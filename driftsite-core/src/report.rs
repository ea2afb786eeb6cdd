// SPDX-FileCopyrightText: 2026 Driftsite Contributors
//
// SPDX-License-Identifier: GPL-3.0-or-later

//! Message Collector
//!
//! Single sink for everything the run wants to tell the user afterwards:
//! per-relay outcomes, per-file upload failures, relay notices. Entries are
//! tagged with a category and a key (relay URL or file path); the summary
//! groups identical messages and lists the affected keys.
//!
//! This is the only cross-task mutable structure; mutation is a short
//! append behind a mutex.

use std::collections::BTreeMap;
use std::sync::Mutex;

/// What part of the run produced a message.
#[derive(Debug, Clone, Copy, PartialEq, Eq, PartialOrd, Ord, Hash)]
pub enum Category {
    /// Relay publish outcomes (rejections, timeouts, transport errors).
    Relay,
    /// NOTICE frames surfaced by relays.
    Notice,
    /// Blob upload failures.
    Upload,
    /// Per-file problems found while walking the tree.
    Scan,
    /// Purge-path failures (deletion events, server DELETEs).
    Purge,
}

impl Category {
    fn label(self) -> &'static str {
        match self {
            Category::Relay => "relay",
            Category::Notice => "notice",
            Category::Upload => "upload",
            Category::Scan => "scan",
            Category::Purge => "purge",
        }
    }
}

/// One collected message.
#[derive(Debug, Clone)]
pub struct CollectedMessage {
    pub category: Category,
    /// Relay URL or file path the message is about.
    pub key: String,
    pub message: String,
}

/// Append-only sink shared by all tasks of a run.
#[derive(Debug, Default)]
pub struct Collector {
    entries: Mutex<Vec<CollectedMessage>>,
}

/// How many affected keys a grouped line shows in non-verbose mode.
const GROUP_PREVIEW: usize = 3;

impl Collector {
    pub fn new() -> Self {
        Collector::default()
    }

    /// Appends one message.
    pub fn record(&self, category: Category, key: impl Into<String>, message: impl Into<String>) {
        let entry = CollectedMessage {
            category,
            key: key.into(),
            message: message.into(),
        };
        self.entries.lock().expect("collector poisoned").push(entry);
    }

    /// Snapshot of everything collected so far.
    pub fn entries(&self) -> Vec<CollectedMessage> {
        self.entries.lock().expect("collector poisoned").clone()
    }

    /// Number of entries in a category.
    pub fn count(&self, category: Category) -> usize {
        self.entries
            .lock()
            .expect("collector poisoned")
            .iter()
            .filter(|e| e.category == category)
            .count()
    }

    /// Groups entries on (category, message) and renders one line per
    /// group with the affected keys, truncated unless `verbose`.
    pub fn grouped_lines(&self, verbose: bool) -> Vec<String> {
        let entries = self.entries();
        let mut groups: BTreeMap<(Category, String), Vec<String>> = BTreeMap::new();
        for entry in entries {
            groups
                .entry((entry.category, entry.message))
                .or_default()
                .push(entry.key);
        }

        groups
            .into_iter()
            .map(|((category, message), mut keys)| {
                keys.sort();
                keys.dedup();
                let shown: Vec<&String> = if verbose {
                    keys.iter().collect()
                } else {
                    keys.iter().take(GROUP_PREVIEW).collect()
                };
                let mut line = format!(
                    "{}: {} [{}]",
                    category.label(),
                    message,
                    shown
                        .iter()
                        .map(|k| k.as_str())
                        .collect::<Vec<_>>()
                        .join(", ")
                );
                if !verbose && keys.len() > GROUP_PREVIEW {
                    line.push_str(&format!(" and {} more", keys.len() - GROUP_PREVIEW));
                }
                line
            })
            .collect()
    }
}

#[cfg(test)]
mod tests {
    use super::*;

    #[test]
    fn test_record_and_snapshot() {
        let collector = Collector::new();
        collector.record(Category::Relay, "wss://r1", "timed out");
        collector.record(Category::Upload, "/a.html", "HTTP 500");

        let entries = collector.entries();
        assert_eq!(entries.len(), 2);
        assert_eq!(collector.count(Category::Relay), 1);
        assert_eq!(collector.count(Category::Upload), 1);
    }

    #[test]
    fn test_identical_messages_group() {
        let collector = Collector::new();
        for path in ["/a", "/b", "/c", "/d"] {
            collector.record(Category::Upload, path, "HTTP 503");
        }

        let lines = collector.grouped_lines(false);
        assert_eq!(lines.len(), 1);
        assert!(lines[0].contains("/a, /b, /c"));
        assert!(lines[0].contains("and 1 more"));
        assert!(!lines[0].contains("/d"));
    }

    #[test]
    fn test_verbose_shows_all_keys() {
        let collector = Collector::new();
        for path in ["/a", "/b", "/c", "/d"] {
            collector.record(Category::Upload, path, "HTTP 503");
        }

        let lines = collector.grouped_lines(true);
        assert!(lines[0].contains("/d"));
        assert!(!lines[0].contains("more"));
    }

    #[test]
    fn test_different_messages_do_not_group() {
        let collector = Collector::new();
        collector.record(Category::Relay, "wss://r1", "timed out");
        collector.record(Category::Relay, "wss://r2", "connection refused");
        assert_eq!(collector.grouped_lines(false).len(), 2);
    }
}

* _Work instructions_
Show all lines from the listing above in which "shown" appears.

* _Task response_
                let shown: Vec<&String> = if verbose {
                    shown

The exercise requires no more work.